═══ Data to use

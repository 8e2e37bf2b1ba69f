//! Ledger RPC seam.
//!
//! [`ChainClient`] is the narrow set of node calls the anchoring adapters
//! need: nonce lookup, broadcast, receipt and transaction lookup, a
//! read-only registry query, and block height. Transactions are signed with
//! Ed25519 over a domain-separated hash of their canonical encoding.

use std::time::Duration;

use async_trait::async_trait;
use custody_crypto::{ContentHasher, Signature, SigningKey, VerifyingKey};
use custody_types::{ContentAddress, Fingerprint};
use serde::{Deserialize, Serialize};

use crate::error::{AnchorError, AnchorResult};

/// Destination used by direct-mode anchoring transactions.
pub const ZERO_ADDRESS: &str = "0x0000000000000000000000000000000000000000";

/// Check that `address` is `0x` followed by 40 hex digits.
pub fn parse_address(address: &str) -> AnchorResult<String> {
    let digits = address
        .strip_prefix("0x")
        .ok_or_else(|| AnchorError::Malformed(format!("address {address:?} lacks 0x prefix")))?;
    if digits.len() != 40 || !digits.chars().all(|c| c.is_ascii_hexdigit()) {
        return Err(AnchorError::Malformed(format!(
            "address {address:?} must be 0x followed by 40 hex digits"
        )));
    }
    Ok(format!("0x{}", digits.to_lowercase()))
}

/// Check that `reference` is a 32-byte hash rendered as `0x` + 64 hex.
pub fn parse_hash_ref(reference: &str) -> AnchorResult<String> {
    let digits = reference.strip_prefix("0x").unwrap_or(reference);
    if digits.len() != 64 || !digits.chars().all(|c| c.is_ascii_hexdigit()) {
        return Err(AnchorError::Malformed(format!(
            "reference {reference:?} must be a 32-byte hex hash"
        )));
    }
    Ok(format!("0x{}", digits.to_lowercase()))
}

/// Call data carried by a transaction.
#[derive(Clone, Debug, PartialEq, Eq, Serialize, Deserialize)]
pub enum TxData {
    /// Opaque bytes with no contract semantics.
    Raw(Vec<u8>),
    /// Registry contract write: store `fingerprint` under `logical_ref`.
    RegisterHash {
        logical_ref: String,
        fingerprint: Fingerprint,
        content_address: ContentAddress,
    },
}

impl TxData {
    /// Canonical byte encoding, also the basis for intrinsic gas.
    pub fn encode(&self) -> Vec<u8> {
        match self {
            Self::Raw(bytes) => bytes.clone(),
            Self::RegisterHash {
                logical_ref,
                fingerprint,
                content_address,
            } => {
                let mut out = Vec::with_capacity(128);
                push_framed(&mut out, logical_ref.as_bytes());
                out.extend_from_slice(fingerprint.as_bytes());
                push_framed(&mut out, content_address.as_str().as_bytes());
                out
            }
        }
    }

    fn tag(&self) -> u8 {
        match self {
            Self::Raw(_) => 0,
            Self::RegisterHash { .. } => 1,
        }
    }
}

/// An unsigned ledger transaction.
#[derive(Clone, Debug, PartialEq, Eq, Serialize, Deserialize)]
pub struct Transaction {
    pub nonce: u64,
    pub chain_id: u64,
    pub from: String,
    pub to: String,
    pub gas_limit: u64,
    pub data: TxData,
}

impl Transaction {
    /// Domain-separated hash the signature commits to.
    pub fn signing_hash(&self) -> [u8; 32] {
        let mut body = Vec::with_capacity(256);
        body.extend_from_slice(&self.nonce.to_be_bytes());
        body.extend_from_slice(&self.chain_id.to_be_bytes());
        body.extend_from_slice(&self.gas_limit.to_be_bytes());
        push_framed(&mut body, self.from.as_bytes());
        push_framed(&mut body, self.to.as_bytes());
        body.push(self.data.tag());
        push_framed(&mut body, &self.data.encode());
        ContentHasher::TRANSACTION.hash(&body)
    }

    /// Sign with `key`, binding the signer's public key into the envelope.
    pub fn sign(self, key: &SigningKey) -> SignedTransaction {
        let signature = key.sign(&self.signing_hash());
        SignedTransaction {
            public_key: key.verifying_key().as_bytes(),
            signature,
            tx: self,
        }
    }
}

/// A transaction together with its signer and signature.
#[derive(Clone, Debug, PartialEq, Eq, Serialize, Deserialize)]
pub struct SignedTransaction {
    pub tx: Transaction,
    pub public_key: [u8; 32],
    pub signature: Signature,
}

impl SignedTransaction {
    /// Ledger-native transaction id: `0x` + 64 hex.
    pub fn hash(&self) -> String {
        format!("0x{}", hex::encode(self.tx.signing_hash()))
    }

    /// Check the signature and that `from` is the signer's address.
    pub fn verify_signature(&self) -> AnchorResult<()> {
        let key = VerifyingKey::from_bytes(self.public_key)
            .map_err(|e| AnchorError::Rejected(e.to_string()))?;
        key.verify(&self.tx.signing_hash(), &self.signature)
            .map_err(|e| AnchorError::Rejected(e.to_string()))?;
        if key.address() != self.tx.from {
            return Err(AnchorError::Rejected(format!(
                "sender {} does not match signing key {}",
                self.tx.from,
                key.address()
            )));
        }
        Ok(())
    }
}

/// Outcome of a mined transaction.
#[derive(Clone, Debug, PartialEq, Eq, Serialize, Deserialize)]
pub struct TxReceipt {
    pub tx_hash: String,
    pub block_number: u64,
    pub success: bool,
}

/// Node RPC surface used by the anchoring adapters.
#[async_trait]
pub trait ChainClient: Send + Sync {
    /// Chain id transactions must be signed for.
    async fn chain_id(&self) -> AnchorResult<u64>;

    /// Next nonce for `address`, counting pending transactions.
    async fn pending_nonce(&self, address: &str) -> AnchorResult<u64>;

    /// Broadcast a signed transaction; returns its hash.
    async fn send_transaction(&self, tx: SignedTransaction) -> AnchorResult<String>;

    /// Receipt for a mined transaction, `None` while pending or unknown.
    async fn transaction_receipt(&self, tx_hash: &str) -> AnchorResult<Option<TxReceipt>>;

    /// The transaction and whether it is still pending.
    async fn transaction_by_hash(&self, tx_hash: &str) -> AnchorResult<(Transaction, bool)>;

    /// Read-only registry call: does `contract` hold `fingerprint` under
    /// `logical_ref`?
    async fn query_registry(
        &self,
        contract: &str,
        logical_ref: &str,
        fingerprint: &Fingerprint,
    ) -> AnchorResult<bool>;

    /// Current block height.
    async fn block_number(&self) -> AnchorResult<u64>;
}

/// Poll for a receipt until the transaction is mined or `timeout` expires.
pub async fn wait_mined(
    client: &dyn ChainClient,
    tx_hash: &str,
    timeout: Duration,
    poll_interval: Duration,
) -> AnchorResult<TxReceipt> {
    let poll = async {
        loop {
            if let Some(receipt) = client.transaction_receipt(tx_hash).await? {
                return Ok(receipt);
            }
            tokio::time::sleep(poll_interval).await;
        }
    };
    match tokio::time::timeout(timeout, poll).await {
        Ok(result) => result,
        Err(_) => Err(AnchorError::Timeout {
            tx: tx_hash.to_string(),
            waited: timeout,
        }),
    }
}

fn push_framed(out: &mut Vec<u8>, bytes: &[u8]) {
    out.extend_from_slice(&(bytes.len() as u64).to_be_bytes());
    out.extend_from_slice(bytes);
}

══════

» Exercise description:
After locating the line with "tokio::time::sleep(poll_interval).await;", output that line and every later one exactly, through the end of the entries above.

» Expected output:
            tokio::time::sleep(poll_interval).await;
        }
    };
    match tokio::time::timeout(timeout, poll).await {
        Ok(result) => result,
        Err(_) => Err(AnchorError::Timeout {
            tx: tx_hash.to_string(),
            waited: timeout,
        }),
    }
}

fn push_framed(out: &mut Vec<u8>, bytes: &[u8]) {
    out.extend_from_slice(&(bytes.len() as u64).to_be_bytes());
    out.extend_from_slice(bytes);
}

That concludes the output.